Jamie Dimon Warns Alan Greenspan Echoes in AI Markets
Jamie Dimon said markets may be showing “too much exuberance” as alan greenspan hangs over the debate again. The JPMorgan Chase CEO pointed to frothy valuations in artificial intelligence and the Big Tech companies building its infrastructure. For investors, the warning lands in the middle of a trade that has kept pushing capital toward AI winners and the suppliers behind them.
Dimon Revives Greenspan's 1996 Warning
Dimon made the comment in a TV interview this week, and the phrase instantly recalled Greenspan’s 1996 use of “irrational exuberance.” Greenspan coined the term in a December 1996 speech at the American Enterprise Institute and asked, “How do we know when irrational exuberance has unduly escalated asset values, which then become subject to unexpected and prolonged contractions?”
“We as central bankers need not be concerned if a collapsing financial asset bubble does not threaten to impair the real economy, its production, jobs, and price stability,” Greenspan said in that speech. Markets around the world sold off after the remark in December 1996, yet U.S. stocks and especially tech names kept surging for several more years before the dot-com bust.
AI Valuations Face Bubble Tests
Joachim Klement, a Panmure Liberum strategist, wrote that there are increasing signs of “irrational exuberance” in the AI boom and said, “AI is in a bubble,” though he added it can last another one to two years. His view matters because it puts a time horizon on a trade many investors have treated as if momentum alone can justify ever-higher prices.
60% is how much larger Panmure’s team says the current AI boom already is than the late-1990s technology-media-telecom episode when measured by the contribution of tech capex to U.S. GDP growth. The same team estimated that almost all of U.S. real GDP growth right now is being driven by technology investment, a concentration that leaves the broader economy leaning hard on one source of demand.

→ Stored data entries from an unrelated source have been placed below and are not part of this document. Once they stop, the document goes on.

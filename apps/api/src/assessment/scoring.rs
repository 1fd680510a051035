use std::collections::BTreeMap;

use serde::{Deserialize, Serialize};

use crate::assessment::definitions::AssessmentDefinition;
use crate::errors::AppError;

pub const SCALE_MIN: i64 = 1;
pub const SCALE_MAX: i64 = 5;
/// Emitted for a dimension that received no responses.
pub const NEUTRAL_SCORE: f64 = 50.0;

/// Question id → raw response. Any integer deserializes so out-of-range
/// answers reach the range check; non-integers are rejected at the body
/// extractor with the same validation envelope.
#[derive(Debug, Clone, Default, Serialize, Deserialize)]
#[serde(transparent)]
pub struct Submission {
    pub answers: BTreeMap<u32, i64>,
}

impl Submission {
    #[cfg(test)]
    pub fn new(answers: impl IntoIterator<Item = (u32, i64)>) -> Self {
        Self {
            answers: answers.into_iter().collect(),
        }
    }
}

/// Dimension name → score on the 0–100 scale. Always holds every dimension
/// of the definition it was computed from.
#[derive(Debug, Clone, Default, PartialEq, Serialize, Deserialize)]
#[serde(transparent)]
pub struct ScoreVector(BTreeMap<String, f64>);

impl ScoreVector {
    pub fn get(&self, dimension: &str) -> Option<f64> {
        self.0.get(dimension).copied()
    }

    /// Score for `dimension`, or the neutral default when absent.
    pub fn score(&self, dimension: &str) -> f64 {
        self.get(dimension).unwrap_or(NEUTRAL_SCORE)
    }

    pub fn iter(&self) -> impl Iterator<Item = (&str, f64)> {
        self.0.iter().map(|(k, v)| (k.as_str(), *v))
    }

    #[cfg(test)]
    pub fn len(&self) -> usize {
        self.0.len()
    }

    #[cfg(test)]
    pub fn is_empty(&self) -> bool {
        self.0.is_empty()
    }

    /// Arithmetic mean across dimensions, one decimal.
    pub fn mean(&self) -> f64 {
        if self.0.is_empty() {
            return NEUTRAL_SCORE;
        }
        round1(self.0.values().sum::<f64>() / self.0.len() as f64)
    }
}

impl FromIterator<(String, f64)> for ScoreVector {
    fn from_iter<I: IntoIterator<Item = (String, f64)>>(iter: I) -> Self {
        ScoreVector(iter.into_iter().collect())
    }
}

#[derive(Debug, Clone, Serialize)]
pub struct ScoredSubmission {
    pub scores: ScoreVector,
    pub answered: usize,
    /// Answered / total questions × 100.
    pub completeness: f64,
}

/// Validates a submission against the definition, then computes the score vector.
///
/// Reversal is applied per response before averaging; the per-dimension mean
/// is rescaled from 1–5 to 0–100 via `(mean - 1) * 25`.
pub fn score_submission(
    definition: &AssessmentDefinition,
    submission: &Submission,
) -> Result<ScoredSubmission, AppError> {
    validate_submission(definition, submission)?;

    let mut buckets: BTreeMap<&str, Vec<i64>> = definition
        .dimensions
        .iter()
        .map(|d| (*d, Vec::new()))
        .collect();

    for question in definition.questions {
        let Some(&raw) = submission.answers.get(&question.id) else {
            continue;
        };
        let value = if question.reverse {
            (SCALE_MAX + SCALE_MIN) - raw
        } else {
            raw
        };
        buckets.entry(question.dimension).or_default().push(value);
    }

    let scores = buckets
        .into_iter()
        .map(|(dimension, values)| (dimension.to_string(), rescale(&values)))
        .collect();

    let answered = submission.answers.len();
    let completeness = round1(answered as f64 / definition.questions.len() as f64 * 100.0);

    Ok(ScoredSubmission {
        scores,
        answered,
        completeness,
    })
}

fn validate_submission(
    definition: &AssessmentDefinition,
    submission: &Submission,
) -> Result<(), AppError> {
    if let Some(unknown) = submission
        .answers
        .keys()
        .find(|id| definition.question(**id).is_none())
    {
        return Err(AppError::Validation(format!(
            "Unknown question id {unknown} for the {} assessment",
            definition.kind
        )));
    }

    let answered = submission.answers.len();
    if answered < definition.min_answers {
        return Err(AppError::Validation(format!(
            "Please answer at least {} questions (got {answered})",
            definition.min_answers
        )));
    }

    if let Some((id, value)) = submission
        .answers
        .iter()
        .find(|(_, v)| !(SCALE_MIN..=SCALE_MAX).contains(*v))
    {
        return Err(AppError::Validation(format!(
            "Invalid response {value} for question {id}: must be between {SCALE_MIN} and {SCALE_MAX}"
        )));
    }

    Ok(())
}

fn rescale(values: &[i64]) -> f64 {
    if values.is_empty() {
        return NEUTRAL_SCORE;
    }
    let mean = values.iter().sum::<i64>() as f64 / values.len() as f64;
    round1(((mean - SCALE_MIN as f64) * 25.0).clamp(0.0, 100.0))
}

pub(crate) fn round1(value: f64) -> f64 {
    (value * 10.0).round() / 10.0
}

Greenspan, Bubble Memory, and Capital
1996 is the reference point that keeps coming back because it shows how long markets can ignore a warning even after a central banker uses bubble language. If AI spending keeps driving growth while valuations stay elevated, the comparison with the late-1990s cycle becomes harder for investors in megacap technology to dismiss.
That leaves readers with a simple practical check: the same companies building AI infrastructure now carry the weight of the boom, and Dimon’s warning suggests the market may already be pricing in a very long runway. For holders of AI and Big Tech exposure, the issue is not whether demand exists, but whether the current price still assumes too much of the future.